Required work
Search the records for lines that contain the word "Stdio". Copy them all.
══ Extracted material
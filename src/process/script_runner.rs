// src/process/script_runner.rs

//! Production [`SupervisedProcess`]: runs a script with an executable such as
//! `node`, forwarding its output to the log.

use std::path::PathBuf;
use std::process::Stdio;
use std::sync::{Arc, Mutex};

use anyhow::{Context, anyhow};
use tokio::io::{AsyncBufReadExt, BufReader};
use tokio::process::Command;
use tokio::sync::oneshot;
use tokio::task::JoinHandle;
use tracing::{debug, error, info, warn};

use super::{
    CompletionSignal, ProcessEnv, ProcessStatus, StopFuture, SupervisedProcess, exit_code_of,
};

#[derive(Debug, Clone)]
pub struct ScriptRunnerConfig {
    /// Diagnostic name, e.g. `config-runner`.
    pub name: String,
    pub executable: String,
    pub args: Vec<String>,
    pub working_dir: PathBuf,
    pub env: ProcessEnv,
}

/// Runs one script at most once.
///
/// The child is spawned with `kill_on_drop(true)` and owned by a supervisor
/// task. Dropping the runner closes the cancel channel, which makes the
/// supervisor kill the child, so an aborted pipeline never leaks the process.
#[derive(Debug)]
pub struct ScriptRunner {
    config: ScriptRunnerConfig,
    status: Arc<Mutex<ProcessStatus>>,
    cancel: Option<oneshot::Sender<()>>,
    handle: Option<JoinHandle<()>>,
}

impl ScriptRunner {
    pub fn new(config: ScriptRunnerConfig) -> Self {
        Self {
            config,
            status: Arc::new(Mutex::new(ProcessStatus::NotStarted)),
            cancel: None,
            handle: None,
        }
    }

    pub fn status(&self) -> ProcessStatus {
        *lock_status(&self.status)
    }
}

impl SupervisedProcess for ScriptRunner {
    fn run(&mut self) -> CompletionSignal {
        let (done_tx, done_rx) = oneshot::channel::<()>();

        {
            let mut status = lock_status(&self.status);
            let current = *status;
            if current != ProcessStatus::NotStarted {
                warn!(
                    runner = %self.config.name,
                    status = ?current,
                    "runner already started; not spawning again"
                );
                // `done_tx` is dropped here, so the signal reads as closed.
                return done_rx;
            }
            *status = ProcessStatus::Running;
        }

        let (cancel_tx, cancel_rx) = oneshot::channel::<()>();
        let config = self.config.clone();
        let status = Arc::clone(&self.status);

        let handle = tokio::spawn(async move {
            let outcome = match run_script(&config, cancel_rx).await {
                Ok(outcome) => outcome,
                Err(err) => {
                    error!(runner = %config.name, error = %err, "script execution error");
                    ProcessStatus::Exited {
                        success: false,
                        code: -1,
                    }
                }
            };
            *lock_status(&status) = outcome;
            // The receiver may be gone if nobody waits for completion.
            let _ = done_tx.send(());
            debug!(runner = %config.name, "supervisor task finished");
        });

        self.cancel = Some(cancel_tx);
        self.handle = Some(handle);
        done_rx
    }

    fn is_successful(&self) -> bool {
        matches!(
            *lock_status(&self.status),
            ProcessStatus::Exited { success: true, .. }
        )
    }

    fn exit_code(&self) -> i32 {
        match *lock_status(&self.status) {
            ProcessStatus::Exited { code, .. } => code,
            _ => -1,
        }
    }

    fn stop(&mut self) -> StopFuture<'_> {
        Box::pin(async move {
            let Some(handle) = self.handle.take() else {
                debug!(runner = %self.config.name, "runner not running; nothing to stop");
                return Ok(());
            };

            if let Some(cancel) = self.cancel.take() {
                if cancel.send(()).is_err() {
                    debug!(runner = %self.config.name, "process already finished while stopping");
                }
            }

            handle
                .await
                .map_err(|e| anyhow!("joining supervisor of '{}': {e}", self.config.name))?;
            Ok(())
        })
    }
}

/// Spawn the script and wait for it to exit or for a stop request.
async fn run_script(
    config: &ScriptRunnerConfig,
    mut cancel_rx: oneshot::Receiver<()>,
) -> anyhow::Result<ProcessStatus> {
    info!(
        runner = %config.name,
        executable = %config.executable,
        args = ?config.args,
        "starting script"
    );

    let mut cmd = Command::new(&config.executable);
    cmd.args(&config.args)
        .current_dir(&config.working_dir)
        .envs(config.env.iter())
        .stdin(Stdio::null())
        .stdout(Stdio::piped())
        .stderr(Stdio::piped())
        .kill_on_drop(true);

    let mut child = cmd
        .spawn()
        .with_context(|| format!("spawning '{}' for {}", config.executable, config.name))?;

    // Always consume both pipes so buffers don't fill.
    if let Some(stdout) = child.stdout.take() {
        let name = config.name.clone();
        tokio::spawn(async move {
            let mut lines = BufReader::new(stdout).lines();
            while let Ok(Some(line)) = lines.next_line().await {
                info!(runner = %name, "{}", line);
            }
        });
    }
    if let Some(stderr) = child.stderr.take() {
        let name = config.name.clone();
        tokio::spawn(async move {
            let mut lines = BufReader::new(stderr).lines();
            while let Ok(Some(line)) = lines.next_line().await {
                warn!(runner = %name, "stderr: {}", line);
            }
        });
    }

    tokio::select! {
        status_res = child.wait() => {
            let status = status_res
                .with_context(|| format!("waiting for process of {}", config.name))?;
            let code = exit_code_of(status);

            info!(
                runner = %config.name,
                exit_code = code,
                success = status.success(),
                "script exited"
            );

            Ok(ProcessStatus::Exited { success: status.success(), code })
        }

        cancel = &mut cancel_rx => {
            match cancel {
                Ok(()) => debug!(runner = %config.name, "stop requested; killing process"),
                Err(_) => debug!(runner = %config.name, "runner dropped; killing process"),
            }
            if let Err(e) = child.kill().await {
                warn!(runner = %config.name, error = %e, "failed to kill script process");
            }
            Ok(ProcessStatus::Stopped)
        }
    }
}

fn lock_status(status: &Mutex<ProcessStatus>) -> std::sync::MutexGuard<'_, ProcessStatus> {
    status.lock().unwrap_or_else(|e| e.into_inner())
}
════
══ Extracted material
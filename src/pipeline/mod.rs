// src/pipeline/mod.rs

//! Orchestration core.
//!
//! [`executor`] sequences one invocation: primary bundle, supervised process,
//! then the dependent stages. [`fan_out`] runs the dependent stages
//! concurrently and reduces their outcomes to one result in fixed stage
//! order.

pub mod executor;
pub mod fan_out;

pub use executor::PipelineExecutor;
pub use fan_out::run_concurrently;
════
Solution to the exercise
use std::process::Stdio;
        .stdin(Stdio::null())
        .stdout(Stdio::piped())
        .stderr(Stdio::piped())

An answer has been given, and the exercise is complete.